The Australian government is threatening proxy advisers with more regulation.
On Friday 30 April, the government released a Treasury Consultation paper, “Greater Transparency of Proxy Advice” (the paper), with the following objectives:
“Given the influential role of proxy advisers in corporate governance in Australia and the high degree of institutional share ownership, this consultation is designed to help assess the adequacy of the current regulatory regime and help develop reform options that would strengthen the transparency and accountability of proxy advice. Additionally, …….., it is critical that the voting rights attached to the members’ superannuation assets are managed to maximise the retirement savings of Australians and for the sole purpose of retirement benefits.”
Submissions are being sought.
Here is a summary of the key issues for consultation and our preliminary observations.

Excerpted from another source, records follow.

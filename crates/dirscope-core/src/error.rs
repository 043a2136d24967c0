/// Error types for the scanning engine.
///
/// Per-path filesystem failures are classified into [`FsFailure`] and are
/// almost always absorbed by the scanner (skip, log, continue). Only the
/// failures that invalidate a whole run surface as [`ScanError`].
use std::io;
use std::path::PathBuf;
use thiserror::Error;

/// Everything that can make a scan (or its persistence) fail outright.
#[derive(Debug, Error)]
pub enum ScanError {
    /// Two fragments reported different probed sizes for the same path.
    #[error("conflicting sizes for {path}: existing {existing} bytes, incoming {incoming} bytes")]
    MergeConflict {
        path: PathBuf,
        existing: u64,
        incoming: u64,
    },

    /// The worker pool could not be created.
    #[error("failed to build worker pool: {0}")]
    ThreadPool(#[from] rayon::ThreadPoolBuildError),

    /// Reading or writing the persisted exclusion list failed.
    #[error("exclusion list {path}: {source}")]
    ExclusionStore {
        path: PathBuf,
        #[source]
        source: io::Error,
    },

    /// A caller-supplied setting is out of range.
    #[error("invalid configuration: {0}")]
    InvalidConfig(String),

    /// The background scan thread could not be started.
    #[error("failed to spawn scan thread: {0}")]
    SpawnThread(#[source] io::Error),

    /// The scan thread exited without producing a result.
    #[error("scan thread terminated unexpectedly")]
    ScanThreadPanicked,
}

/// Classification of a single filesystem failure.
#[derive(Debug, Clone, Copy, PartialEq, Eq)]
pub enum FsFailure {
    /// Permission denied. Enumeration excludes the path from future descent.
    AccessDenied,
    /// The path vanished between discovery and access.
    NotFound,
    /// Anything else. Logged and skipped.
    Other,
}

impl FsFailure {
    pub fn classify(err: &io::Error) -> Self {
        match err.kind() {
            io::ErrorKind::PermissionDenied => Self::AccessDenied,
            io::ErrorKind::NotFound => Self::NotFound,
            _ => Self::Other,
        }
    }
}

Independence between superannuation funds and proxy advice
The paper indicates the government considers there is scope to improve transparency and superannuation fund member engagement by ensuring trustees provide simpler and clearer information about how funds exercise their voting rights. While some industry funds (and other institutional investors) disclose their voting, disclosure on voting practices is inconsistent across the industry, and rarely includes proxy recommendation information received and acted upon by industry funds.
Some would suggest this inconsistency is due to the absence of an Australian stewardship code. This is not addressed in the paper.
The paper also suggests that the role of proxy advisers in advising and interacting with trustees may not always be appropriate and transparent. It suggests that the proxy advisers may have broader objectives than the fiduciary obligations of trustees and questions whether superannuation funds should be jointly involved in determining their voting positions as may be the case with ACSI.
The government, therefore, is considering whether there is a need to enforce meaningful independence between industry superannuation fund trustees and proxy advisers.
Submissions are being sought on two potential avenues for regulation:
Option 1: Improved disclosure of trustee voting: superannuation funds would be required to disclose more detailed information about their voting policies and actions for each financial year, including how votes were exercised, whether any advice was received from a proxy adviser, who provided the advice and whether the voting was consistent with the proxy advice.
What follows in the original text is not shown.